There is a little bit of romance in this story. Perhaps this romance of our beautiful game outdoes that inherently present even in the romantic capital of Paris. There is something unquestionably charming about resistance against authority. And Lille the city is steeped in resistance. A visit to the Grand-Place in the central square of Lille gives a tremendous view of the "Column of Goddess" erected to commemorate the spirit of the city's resistance during the Austrian invasion of 1792.
And this run of Lille has given rise to some Gods. Ones who will remain forever entrenched in the hearts of the locals, revered by the Lille faithfuls. There is the veteran and almost afterthought Jose Fonte. Then there is Burak Yilmaz who has only ever plied his trade in Turkey. 35 and yet to yield, the red of Lille march on. In a sense, Yilmaz represents exactly what Lille stands for. Heart, soul, loyalty, finding fun in everyday chores and doing your job even if it frustrates you. It is how the everyday person lives and still smiles through.

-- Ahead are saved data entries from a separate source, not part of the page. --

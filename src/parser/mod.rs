//! Log parsing and data types.
//!
//! This module handles:
//! - Parsing bamPEFragmentSize raw fragment length tables
//! - Defining histogram types and the JSON export schema

pub mod fragment_size;
pub mod schema;

// Re-export main types
pub use fragment_size::parse_fragment_size_file;
pub use schema::{Histogram, HistogramExport, HistogramSummary, ParsedFile, SampleHistograms};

Ligue 1 title race - the situation
That intriguing battle of contradictions. Of heart versus the noxious roll of banknotes, of money versus Moneyball. It is now only two games that separate Lille from their fourth Ligue 1 title, their first in 10 years. They are leading the title race with 79 points from 36 games, while PSG are second with 76 points from 36 games. Both teams are heading into the final two games on the back of four victories and 1 draw in the last 5 games. However, PSG's draw against Rennes in the last game has put Lille in the driver's seat.
For Lille, Yilmaz is the top scorer with 15 goals and Jonathan Bamba has the most assists with 9. That is the same number as Angel Di Maria's, who leads the assists charts for the Parisiens. PSG's top scorer, meanwhile, missed their last two games due to injury. Mbappe has 19 goals and leads the league but the race - even for the fastest - is now dependent on another runner sprinting a different lap.
Ligue 1 title race - the opposition
The last two games of Lille: versus Saint-Etienne (11th position) at home and versus Angers (12th position) away on the final day of the season. The last two games of PSG: versus Reims (13th position) at home and versus Brest (14th position) away on the final day of the season.
This will go down to the wire. 4 points - one victory, one draw for Lille - and they will be champions. Their champagne is on ice and it awaits that almighty podium pop!